Print every line below without adding or leaving out a single word.

(Dataset entries)
########################################
#[cfg(test)]
mod tests {
    use super::*;
    use crate::events::RecordingSink;
    use crate::storage::tests::init_storage;
    use tempfile::TempDir;

    type TestResult<T = ()> = Result<T>;

    fn setup() -> TestResult<(TempDir, QuoteBook)> {
        let (temp, storage) = init_storage()?;
        let book = QuoteBook::new(storage, RecordingSink::new());
        book.create_account("logan")?;
        Ok((temp, book))
    }

    fn text(dialog: &str) -> DialogInput {
        DialogInput {
            text: Some(dialog.to_string()),
            file: None,
        }
    }

    fn submit_args(dialog: &str, publish: bool) -> SubmitArgs {
        SubmitArgs {
            account: "logan".into(),
            input: text(dialog),
            note: None,
            preserve_formatting: false,
            publish,
        }
    }

    #[test]
    fn cli_submit_publish_and_show() -> TestResult {
        let (_temp, book) = setup()?;
        let config = AppConfig::default();
        let output = submit(
            &book,
            &config,
            submit_args("[09:15] <bob> who left the coffee on\n[09:16] <amy> the coffee left itself on", true),
        )?;
        assert_eq!(output, "Published quote #1\n");

        let shown = show(&book, ShowArgs { id: 1, account: None })?;
        assert!(shown.starts_with("#1  [published]"));
        assert!(shown.contains("labels    nick:amy nick:bob"));
        assert!(shown.contains("  [09:15] <bob> who left the coffee on\n"));
        Ok(())
    }

    #[test]
    fn cli_submit_reports_duplicates() -> TestResult {
        let (_temp, book) = setup()?;
        let config = AppConfig::default();
        submit(&book, &config, submit_args("<bob> who left the coffee on again", true))?;
        let output = submit(&book, &config, submit_args("(10:00) <Bob> who left the coffee on again", false))?;
        assert!(output.starts_with("Possible duplicates:\n#1  <bob> who left the coffee on again  (1 shared line)\n"));
        assert!(output.ends_with("Saved draft #2\n"));
        Ok(())
    }

    #[test]
    fn cli_edit_then_publish_applies_the_edit() -> TestResult {
        let (_temp, book) = setup()?;
        let config = AppConfig::default();
        submit(&book, &config, submit_args("<bob> the first version of this line", true))?;
        let output = edit(&book, QuoteRefArgs { id: 1, account: "logan".into() })?;
        assert!(output.contains("as draft #2"));

        let output = update(
            &book,
            UpdateArgs {
                id: 2,
                account: "logan".into(),
                input: text("<bob> the second version of this line"),
                note: None,
                clear_note: false,
                preserve_formatting: false,
                parse_formatting: false,
                publish: true,
            },
        )?;
        assert_eq!(output, "Published quote #1\n");
        let shown = show(&book, ShowArgs { id: 1, account: None })?;
        assert!(shown.contains("second version"));
        Ok(())
    }

    #[test]
    fn cli_drafts_are_private() -> TestResult {
        let (_temp, book) = setup()?;
        book.create_account("robin")?;
        submit(&book, &AppConfig::default(), submit_args("<amy> a draft nobody should see", false))?;
        assert!(show(&book, ShowArgs { id: 1, account: Some("robin".into()) }).is_err());
        assert!(show(&book, ShowArgs { id: 1, account: None }).is_err());
        let own = show(&book, ShowArgs { id: 1, account: Some("logan".into()) })?;
        assert!(own.starts_with("#1  [draft]"));
        Ok(())
    }

    #[test]
    fn cli_browse_prints_cursors() -> TestResult {
        let (_temp, book) = setup()?;
        let config = AppConfig::default();
        for n in 0..3 {
            submit(&book, &config, submit_args(&format!("<bob> message number {n} in the log"), true))?;
        }
        let args = BrowseArgs {
            page: None,
            mode: BrowseMode::Recent,
            size: Some(2),
            account: None,
            owner: None,
            label: Some("nick:bob".into()),
            query: None,
        };
        let output = browse(&book, &config, args.clone())?;
        let lines: Vec<&str> = output.lines().collect();
        assert_eq!(lines.len(), 3);
        assert!(lines[0].starts_with("#3  <bob> message number 2"));
        assert!(lines[2].starts_with("next: m=recent;d="));

        let bad = BrowseArgs {
            page: Some("m=recent;o=x".into()),
            ..args
        };
        assert!(browse(&book, &config, bad).is_err());
        Ok(())
    }

    #[test]
    fn cli_unknown_account_is_an_error() -> TestResult {
        let (_temp, book) = setup()?;
        let err = publish(&book, QuoteRefArgs { id: 1, account: "nobody".into() })
            .expect_err("unknown account");
        assert!(err.to_string().contains("\"nobody\" not found"));
        Ok(())
    }

    #[test]
    fn previews_truncate_on_grapheme_boundaries() {
        assert_eq!(truncate_graphemes("héllo wörld", 5), "héllo…");
        assert_eq!(truncate_graphemes("short", 10), "short");
    }
}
########################################
## ANSWER BOX
#[cfg(test)]
mod tests {
    use super::*;
    use crate::events::RecordingSink;
    use crate::storage::tests::init_storage;
    use tempfile::TempDir;

    type TestResult<T = ()> = Result<T>;

    fn setup() -> TestResult<(TempDir, QuoteBook)> {
        let (temp, storage) = init_storage()?;
        let book = QuoteBook::new(storage, RecordingSink::new());
        book.create_account("logan")?;
        Ok((temp, book))
    }

    fn text(dialog: &str) -> DialogInput {
        DialogInput {
            text: Some(dialog.to_string()),
            file: None,
        }
    }

    fn submit_args(dialog: &str, publish: bool) -> SubmitArgs {
        SubmitArgs {
            account: "logan".into(),
            input: text(dialog),
            note: None,
            preserve_formatting: false,
            publish,
        }
    }

    #[test]
    fn cli_submit_publish_and_show() -> TestResult {
        let (_temp, book) = setup()?;
        let config = AppConfig::default();
        let output = submit(
            &book,
            &config,
            submit_args("[09:15] <bob> who left the coffee on\n[09:16] <amy> the coffee left itself on", true),
        )?;
        assert_eq!(output, "Published quote #1\n");

        let shown = show(&book, ShowArgs { id: 1, account: None })?;
        assert!(shown.starts_with("#1  [published]"));
        assert!(shown.contains("labels    nick:amy nick:bob"));
        assert!(shown.contains("  [09:15] <bob> who left the coffee on\n"));
        Ok(())
    }

    #[test]
    fn cli_submit_reports_duplicates() -> TestResult {
        let (_temp, book) = setup()?;
        let config = AppConfig::default();
        submit(&book, &config, submit_args("<bob> who left the coffee on again", true))?;
        let output = submit(&book, &config, submit_args("(10:00) <Bob> who left the coffee on again", false))?;
        assert!(output.starts_with("Possible duplicates:\n#1  <bob> who left the coffee on again  (1 shared line)\n"));
        assert!(output.ends_with("Saved draft #2\n"));
        Ok(())
    }

    #[test]
    fn cli_edit_then_publish_applies_the_edit() -> TestResult {
        let (_temp, book) = setup()?;
        let config = AppConfig::default();
        submit(&book, &config, submit_args("<bob> the first version of this line", true))?;
        let output = edit(&book, QuoteRefArgs { id: 1, account: "logan".into() })?;
        assert!(output.contains("as draft #2"));

        let output = update(
            &book,
            UpdateArgs {
                id: 2,
                account: "logan".into(),
                input: text("<bob> the second version of this line"),
                note: None,
                clear_note: false,
                preserve_formatting: false,
                parse_formatting: false,
                publish: true,
            },
        )?;
        assert_eq!(output, "Published quote #1\n");
        let shown = show(&book, ShowArgs { id: 1, account: None })?;
        assert!(shown.contains("second version"));
        Ok(())
    }

    #[test]
    fn cli_drafts_are_private() -> TestResult {
        let (_temp, book) = setup()?;
        book.create_account("robin")?;
        submit(&book, &AppConfig::default(), submit_args("<amy> a draft nobody should see", false))?;
        assert!(show(&book, ShowArgs { id: 1, account: Some("robin".into()) }).is_err());
        assert!(show(&book, ShowArgs { id: 1, account: None }).is_err());
        let own = show(&book, ShowArgs { id: 1, account: Some("logan".into()) })?;
        assert!(own.starts_with("#1  [draft]"));
        Ok(())
    }

    #[test]
    fn cli_browse_prints_cursors() -> TestResult {
        let (_temp, book) = setup()?;
        let config = AppConfig::default();
        for n in 0..3 {
            submit(&book, &config, submit_args(&format!("<bob> message number {n} in the log"), true))?;
        }
        let args = BrowseArgs {
            page: None,
            mode: BrowseMode::Recent,
            size: Some(2),
            account: None,
            owner: None,
            label: Some("nick:bob".into()),
            query: None,
        };
        let output = browse(&book, &config, args.clone())?;
        let lines: Vec<&str> = output.lines().collect();
        assert_eq!(lines.len(), 3);
        assert!(lines[0].starts_with("#3  <bob> message number 2"));
        assert!(lines[2].starts_with("next: m=recent;d="));

        let bad = BrowseArgs {
            page: Some("m=recent;o=x".into()),
            ..args
        };
        assert!(browse(&book, &config, bad).is_err());
        Ok(())
    }

    #[test]
    fn cli_unknown_account_is_an_error() -> TestResult {
        let (_temp, book) = setup()?;
        let err = publish(&book, QuoteRefArgs { id: 1, account: "nobody".into() })
            .expect_err("unknown account");
        assert!(err.to_string().contains("\"nobody\" not found"));
        Ok(())
    }

    #[test]
    fn previews_truncate_on_grapheme_boundaries() {
        assert_eq!(truncate_graphemes("héllo wörld", 5), "héllo…");
        assert_eq!(truncate_graphemes("short", 10), "short");
    }
}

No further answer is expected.